• [Exercise instructions]: Across the entries, how many lines have the string "slot" in them? Reply with only a number.

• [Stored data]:
···

//! Knowledge Well Common Library
//!
//! Shared code for the Knowledge Well services including:
//! - Graph store client abstraction
//! - Graph context engine
//! - Error types and handling
//! - Configuration management
//! - Metrics and observability

pub mod config;
pub mod context;
pub mod errors;
pub mod graph;
pub mod metrics;

// Re-export commonly used types
pub use config::AppConfig;
pub use context::{GraphContext, GraphContextEngine};
pub use errors::{AppError, Result};
pub use graph::GraphQueryClient;

/// Application version
pub const VERSION: &str = env!("CARGO_PKG_VERSION");
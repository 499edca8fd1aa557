//! Graph Context Engine Components
//!
//! Builds the knowledge-graph context for a question:
//! - Term extraction and graph probing
//! - Query templates per context kind
//! - Fail-soft query execution
//! - Aggregation and deterministic rendering
//! - Prompt assembly

mod aggregator;
mod engine;
mod executor;
mod probe;
mod prompt;
mod templates;
mod terms;

pub use aggregator::{
    group_by_document, normalize_text, render_context, ContextAggregator, ContextOptions, DebugRecord, TermRuns,
};
pub use engine::{GraphContext, GraphContextEngine};
pub use executor::{error_marker, QueryExecutor, Row, TemplateRun};
pub use probe::{probe_candidates, probe_filter};
pub use prompt::{build_prompt, render_context_block, VectorHits, MAX_PROMPT_DOCUMENTS};
pub use templates::{escape_literal, probe_query, Hops, QueryTemplate, TemplateKind, TemplateSet};
pub use terms::{extract_terms, merge_terms, normalize, TermExtractor, DEFAULT_MAX_TERMS};
//! API handlers module

pub mod graph;
pub mod health;
impl GraphDbClient {
    /// Create a new client from configuration
    pub fn new(config: &GraphConfig) -> Result<Self> {
        let client = reqwest::Client::builder()
            .timeout(config.timeout())
            // the login token is read from the first response, never a redirect target
            .redirect(reqwest::redirect::Policy::none())
            .danger_accept_invalid_certs(!config.verify_tls)
            .build()
            .map_err(|e| AppError::Configuration {
                message: format!("Failed to create HTTP client: {}", e),
            })?;

        Ok(Self {
            client,
            base_url: config.base_url.trim_end_matches('/').to_string(),
            repository: config.repository.clone(),
            auth_mode: config.auth_mode,
            username: config.username.clone(),
            password: config.password.clone(),
            timeout: config.timeout(),
            token_ttl: config.token_ttl(),
            token: RwLock::new(None),
        })
    }

    fn endpoint(&self) -> String {
        format!("{}/repositories/{}", self.base_url, self.repository)
    }

    fn has_credentials(&self) -> bool {
        !self.username.is_empty() && !self.password.is_empty()
    }

    /// Log in ahead of the first query when using GDB auth
    pub async fn login_if_needed(&self) -> Result<()> {
        if self.auth_mode == GraphAuthMode::Gdb {
            self.gdb_token().await?;
        }
        Ok(())
    }

    /// Cached GDB token, logging in when missing or about to expire
    async fn gdb_token(&self) -> Result<String> {
        if let Some(token) = self.token.read().await.as_ref().filter(|t| t.is_fresh()) {
            return Ok(token.value.clone());
        }

        let mut slot = self.token.write().await;
        // another caller may have refreshed while we waited for the lock
        if let Some(token) = slot.as_ref().filter(|t| t.is_fresh()) {
            return Ok(token.value.clone());
        }

        if !self.has_credentials() {
            return Err(AppError::GraphAuth {
                message: "username/password not set for GDB auth".to_string(),
            });
        }

        let url = format!("{}/rest/login/{}", self.base_url, self.username);
        let issued = Instant::now();
        let response = self
            .client
            .post(&url)
            .header("X-GraphDB-Password", &self.password)
            .send()
            .await
            .map_err(|e| self.transport_error("GraphDB login", e))?;

        if !response.status().is_success() {
            return Err(AppError::GraphAuth {
                message: format!("login returned {}", response.status()),
            });
        }

        let value = response
            .headers()
            .get(AUTHORIZATION)
            .and_then(|v| v.to_str().ok())
            .filter(|v| !v.is_empty())
            .map(str::to_string)
            .ok_or_else(|| AppError::GraphAuth {
                message: "login succeeded but no Authorization header returned".to_string(),
            })?;

        let lifetime = self.token_ttl.saturating_sub(TOKEN_REFRESH_MARGIN);
        *slot = Some(CachedToken {
            value: value.clone(),
            refresh_after: issued + lifetime,
        });
        info!(user = %self.username, ttl_secs = self.token_ttl.as_secs(), "GraphDB token refreshed");

        Ok(value)
    }

    async fn authorize(&self, request: reqwest::RequestBuilder) -> Result<reqwest::RequestBuilder> {
        match self.auth_mode {
            GraphAuthMode::Basic if self.has_credentials() => {
                Ok(request.basic_auth(&self.username, Some(&self.password)))
            }
            GraphAuthMode::Basic => Ok(request),
            GraphAuthMode::Gdb => {
                let token = self.gdb_token().await?;
                Ok(request.header(AUTHORIZATION, token))
            }
        }
    }

    async fn post_query(&self, query: &str, accept: &str) -> Result<reqwest::Response> {
        let request = self
            .client
            .post(self.endpoint())
            .header(ACCEPT, accept)
            .form(&[("query", query)]);

        self.authorize(request)
            .await?
            .send()
            .await
            .map_err(|e| self.transport_error("graph query", e))
    }

    fn statements_endpoint(&self) -> String {
        format!("{}/statements", self.endpoint())
    }

    fn transport_error(&self, operation: &str, err: reqwest::Error) -> AppError {
        if err.is_timeout() {
            AppError::Timeout {
                operation: operation.to_string(),
                timeout_ms: self.timeout.as_millis() as u64,
            }
        } else {
            AppError::HttpClient(err)
        }
    }
}

#[async_trait]
impl GraphQueryClient for GraphDbClient {
    async fn execute_select(&self, query: &str) -> Result<Vec<Solution>> {
        let response = self.post_query(query, SPARQL_RESULTS_JSON).await?;

        let status = response.status();
        if !status.is_success() {
            let body = response.text().await.unwrap_or_default();
            return Err(AppError::GraphQuery {
                message: format!("repository {} returned {}: {}", self.repository, status, body),
            });
        }

        let results: SparqlResults = response.json().await.map_err(|e| AppError::GraphQuery {
            message: format!("invalid SPARQL JSON results: {}", e),
        })?;

        let solutions: Vec<Solution> = results
            .results
            .bindings
            .into_iter()
            .map(|row| row.into_iter().map(|(var, term)| (var, term.value)).collect())
            .collect();

        debug!(repository = %self.repository, rows = solutions.len(), "SPARQL select complete");
        Ok(solutions)
    }

    async fn execute_raw(&self, query: &str, accept: &str) -> Result<RawResponse> {
        let response = self.post_query(query, accept).await?;

        let status = response.status().as_u16();
        let content_type = response
            .headers()
            .get(CONTENT_TYPE)
            .and_then(|v| v.to_str().ok())
            .map(str::to_string);
        let body = response.text().await.map_err(|e| self.transport_error("graph query", e))?;

        Ok(RawResponse {
            status,
            content_type,
            body,
        })
    }

    async fn execute_update(&self, update: &str) -> Result<()> {
        let request = self
            .client
            .post(self.statements_endpoint())
            .header(CONTENT_TYPE, SPARQL_UPDATE)
            .header(ACCEPT, "*/*")
            .body(update.to_string());

        let response = self
            .authorize(request)
            .await?
            .send()
            .await
            .map_err(|e| self.transport_error("graph update", e))?;

        let status = response.status();
        if !status.is_success() {
            let body = response.text().await.unwrap_or_default();
            return Err(AppError::GraphQuery {
                message: format!("update on {} returned {}: {}", self.repository, status, body),
            });
        }

        debug!(repository = %self.repository, "SPARQL update complete");
        Ok(())
    }

    fn request_timeout(&self) -> Duration {
        self.timeout
    }

    fn name(&self) -> &str {
        "graphdb"
    }
}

···

• [Task solution]: 3